┌──
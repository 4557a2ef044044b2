use crate::chunk::Chunk;
use std::fmt;
use std::rc::Rc;

/// What kind of body a [`FunctionObject`] was compiled from — drives a few
/// emission choices (`init` auto-returns `this`, a top-level module return is
/// an error, and so on) without needing a separate AST node to remember it.
#[derive(Debug, Clone, Copy, PartialEq, Eq)]
pub enum FunctionKind {
    Script,
    Function,
    Method,
    Initializer,
}

/// Whether a binding is reachable from outside its owning module.
///
/// Resolved from the leading-underscore convention shared by the rest of the
/// language's name resolution (`_helper` is private to its module); see
/// DESIGN.md for the open-question writeup.
#[derive(Debug, Clone, Copy, PartialEq, Eq)]
pub enum AccessLevel {
    Public,
    Private,
}

impl AccessLevel {
    pub fn of(name: &str) -> Self {
        if name.starts_with('_') {
            AccessLevel::Private
        } else {
            AccessLevel::Public
        }
    }
}

/// The compiled representation of one function, method, or module body.
///
/// Allocated by the collaborator at frame-init (see `compiler::Collaborator`)
/// and mutated by the driver as parameters and nested closures are seen;
/// immutable from the compiler's point of view once `endCompiler` runs.
pub struct FunctionObject {
    pub name: Option<Rc<str>>,
    pub module: Rc<str>,
    pub kind: FunctionKind,
    pub access: AccessLevel,
    pub arity: u8,
    pub arity_optional: u8,
    pub is_variadic: bool,
    pub upvalue_count: u8,
    pub chunk: Chunk,
}

impl FunctionObject {
    pub fn new(module: Rc<str>, kind: FunctionKind, access: AccessLevel) -> Self {
        Self {
            name: None,
            module,
            kind,
            access,
            arity: 0,
            arity_optional: 0,
            is_variadic: false,
            upvalue_count: 0,
            chunk: Chunk::new(),
        }
    }
}

impl fmt::Debug for FunctionObject {
    fn fmt(&self, f: &mut fmt::Formatter<'_>) -> fmt::Result {
        match &self.name {
            Some(name) => write!(f, "<function {name}/{}>", self.arity),
            None => write!(f, "<script>"),
        }
    }
}
use crate::{CompileError, Collaborator, Compiler};
use bytecode::{OpCode, Value};

impl<'c, 'src, C: Collaborator> Compiler<'c, 'src, C> {
    fn line(&self) -> u32 {
        self.previous.line
    }

    pub(crate) fn emit_byte(&mut self, byte: u8) {
        let line = self.line();
        self.frames
            .last()
            .unwrap()
            .function
            .borrow_mut()
            .chunk
            .emit_byte(byte, line);
    }

    pub(crate) fn emit_op(&mut self, op: OpCode) {
        self.emit_byte(op.into());
    }

    pub(crate) fn emit_ops(&mut self, a: OpCode, b: OpCode) {
        self.emit_op(a);
        self.emit_op(b);
    }

    pub(crate) fn emit_constant(&mut self, value: Value) -> Result<u8, CompileError> {
        let line = self.line();
        let idx = self
            .frames
            .last_mut()
            .unwrap()
            .function
            .borrow_mut()
            .chunk
            .emit_constant(value, line)?;
        Ok(idx)
    }

    /// Adds `value` to the current chunk's constant pool without emitting an
    /// opcode — used when the caller itself emits the 1-byte operand (e.g. a
    /// name constant for `GET_MODULE`).
    pub(crate) fn add_constant(&mut self, value: Value) -> Result<u8, CompileError> {
        Ok(self
            .frames
            .last_mut()
            .unwrap()
            .function
            .borrow_mut()
            .chunk
            .add_constant(value)?)
    }

    pub(crate) fn emit_jump(&mut self, op: OpCode) -> usize {
        let line = self.line();
        self.frames
            .last_mut()
            .unwrap()
            .function
            .borrow_mut()
            .chunk
            .emit_jump(op, line)
    }

    pub(crate) fn patch_jump(&mut self, placeholder: usize) -> Result<(), CompileError> {
        Ok(self
            .frames
            .last_mut()
            .unwrap()
            .function
            .borrow_mut()
            .chunk
            .patch_jump(placeholder)?)
    }

    /// Rewrites a `break`'s `OP_BREAK` placeholder (reserved by
    /// `emit_jump(OpCode::Break)`) into a patched `OP_JUMP` targeting the
    /// current end of the chunk.
    pub(crate) fn patch_break(&mut self, placeholder: usize) -> Result<(), CompileError> {
        let op_index = placeholder - 1;
        self.frames
            .last_mut()
            .unwrap()
            .function
            .borrow_mut()
            .chunk
            .rewrite_opcode(op_index, OpCode::Jump);
        self.patch_jump(placeholder)
    }

    pub(crate) fn emit_loop(&mut self, loop_start: usize) -> Result<(), CompileError> {
        let line = self.line();
        Ok(self
            .frames
            .last_mut()
            .unwrap()
            .function
            .borrow_mut()
            .chunk
            .emit_loop(loop_start, line)?)
    }

    pub(crate) fn current_offset(&self) -> usize {
        self.frames.last().unwrap().function.borrow().chunk.len()
    }

    pub(crate) fn try_fold_numeric_binary(&mut self, op: OpCode) -> bool {
        let f: fn(f64, f64) -> f64 = match op {
            OpCode::Add => |a, b| a + b,
            OpCode::Subtract => |a, b| a - b,
            OpCode::Multiply => |a, b| a * b,
            OpCode::Divide => |a, b| a / b,
            _ => return false,
        };
        self.frames
            .last_mut()
            .unwrap()
            .function
            .borrow_mut()
            .chunk
            .try_fold_numeric_binary(f)
    }

    pub(crate) fn try_fold_not(&mut self) -> bool {
        self.frames
            .last_mut()
            .unwrap()
            .function
            .borrow_mut()
            .chunk
            .try_fold_not()
    }

    pub(crate) fn try_fold_negate(&mut self) -> bool {
        self.frames
            .last_mut()
            .unwrap()
            .function
            .borrow_mut()
            .chunk
            .try_fold_negate()
    }

    /// Interns and pool-allocates a name constant, reusing the frame-local
    /// cache so repeated references to the same identifier in one chunk
    /// don't re-intern or re-append to the pool.
    pub(crate) fn name_constant(&mut self, name: &'src str) -> Result<u8, CompileError> {
        if let Some(&idx) = self.frames.last().unwrap().cached_name_constant(name) {
            return Ok(idx);
        }
        let handle = self.collaborator.intern_string(name);
        let idx = self
            .frames
            .last_mut()
            .unwrap()
            .function
            .borrow_mut()
            .chunk
            .add_constant(Value::string(handle))?;
        self.frames.last_mut().unwrap().insert_name_constant(name, idx);
        Ok(idx)
    }
}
└──
**About this task:**
Write the number of lines in the data above that contain "FunctionObject", adding no other words.

**Answer to this task:**
4